§ **About this task**:
Of all the lines in the material, how many carry the string "smithytranslate"? Respond with the number by itself.

Task data: Begin

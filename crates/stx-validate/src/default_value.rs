//! # `@defaultValue` Validation
//!
//! For every member carrying `smithytranslate#defaultValue`:
//!
//! 1. A `null` default is accepted when the member or its target carries
//!    `smithytranslate#nullable`. Any other value is run through
//!    [`check_node`] against the target, one event per mismatch.
//! 2. Independently, collection and document targets only accept empty
//!    defaults:
//!
//! | Target kind | Rejected value | Message |
//! |---|---|---|
//! | map | non-empty object | `...of a map must be an empty map` |
//! | list, set | non-empty array | `...of a list must be an empty list` |
//! | document | non-empty array | `...of a document cannot be a non-empty array` |
//! | document | non-empty object | `...of a document cannot be a non-empty object` |
//!
//! Each message starts with `The @defaultValue value`.
//!
//! A member whose target does not resolve produces a single event and is
//! not checked further.
//!
//! The trait is read by id. When the model was loaded without the
//! `defaultValue` provider the trait is dynamic, and its node is checked
//! the same way.

use std::borrow::Cow;

use stx_core::{Node, SourceLocation};
use stx_model::{MemberShape, ShapeIndex, ShapeKind};
use stx_traits::{DefaultValueTrait, TraitValue};

use crate::config::ValidatorConfig;
use crate::event::ValidationEvent;
use crate::node_check::{check_node, Mismatch};
use crate::validator::Validator;

const NON_EMPTY_MAP: &str = "The @defaultValue value of a map must be an empty map";
const NON_EMPTY_LIST: &str = "The @defaultValue value of a list must be an empty list";
const DOCUMENT_ARRAY: &str = "The @defaultValue value of a document cannot be a non-empty array";
const DOCUMENT_OBJECT: &str =
    "The @defaultValue value of a document cannot be a non-empty object";

/// Checks `@defaultValue` traits against their members' targets.
#[derive(Debug, Clone, Default)]
pub struct DefaultValueTraitValidator {
    config: ValidatorConfig,
}

impl DefaultValueTraitValidator {
    pub fn new(config: ValidatorConfig) -> Self {
        Self { config }
    }

    pub fn config(&self) -> &ValidatorConfig {
        &self.config
    }

    fn event(
        &self,
        member: &MemberShape,
        location: &SourceLocation,
        message: String,
    ) -> ValidationEvent {
        ValidationEvent::error(self.config.event_id.clone(), member.id().clone(), message)
            .with_severity(self.config.severity)
            .with_source_location(location.clone())
    }

    fn with_context(&self, mismatch: &Mismatch) -> String {
        let context = &self.config.starting_context;
        if mismatch.path.is_empty() {
            format!("{context}: {}", mismatch.message)
        } else {
            format!("{context} ({}): {}", mismatch.path, mismatch.message)
        }
    }

    fn check_member(
        &self,
        model: &dyn ShapeIndex,
        member: &MemberShape,
        value: &Node,
        location: &SourceLocation,
    ) -> Vec<ValidationEvent> {
        let Some(target) = model.resolve_target(member) else {
            tracing::warn!(
                member = %member.id(),
                target = %member.target(),
                "default value on member with unresolved target"
            );
            let message = format!(
                "Member `{}` targets unknown shape `{}`",
                member.id(),
                member.target()
            );
            return vec![self.event(member, location, message)];
        };
        tracing::debug!(
            member = %member.id(),
            target = %target.id(),
            kind = %target.kind(),
            "checking default value"
        );

        let mut events = Vec::new();
        let nullable = member.traits().is_nullable() || target.traits().is_nullable();
        if value.is_null() && nullable {
            tracing::trace!(member = %member.id(), "null default allowed by @nullable");
        } else {
            for mismatch in check_node(model, value, target, Some(member.traits()), "") {
                events.push(self.event(member, location, self.with_context(&mismatch)));
            }
        }
        if let Some(message) = emptiness_violation(target.kind(), value) {
            events.push(self.event(member, location, message.to_string()));
        }
        events
    }
}

/// Collection and document defaults must be empty.
fn emptiness_violation(kind: ShapeKind, value: &Node) -> Option<&'static str> {
    match (kind, value) {
        (ShapeKind::Map, Node::Object(obj)) if !obj.is_empty() => Some(NON_EMPTY_MAP),
        (ShapeKind::List | ShapeKind::Set, Node::Array(arr)) if !arr.is_empty() => {
            Some(NON_EMPTY_LIST)
        }
        (ShapeKind::Document, Node::Array(arr)) if !arr.is_empty() => Some(DOCUMENT_ARRAY),
        (ShapeKind::Document, Node::Object(obj)) if !obj.is_empty() => Some(DOCUMENT_OBJECT),
        _ => None,
    }
}

impl Validator for DefaultValueTraitValidator {
    fn name(&self) -> &str {
        &self.config.event_id
    }

    fn validate(&self, model: &dyn ShapeIndex) -> Vec<ValidationEvent> {
        let mut events = Vec::new();
        for member in model.members_with_trait(&DefaultValueTrait::ID) {
            let Some(default) = member.traits().get(&DefaultValueTrait::ID) else {
                continue;
            };
            let value = match default.as_default_value() {
                Some(typed) => Cow::Borrowed(typed.value()),
                None => Cow::Owned(default.to_node()),
            };
            let location = default.source_location();
            events.extend(self.check_member(model, member, &value, location));
        }
        events
    }
}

Task data: End

§ **Reply**:
2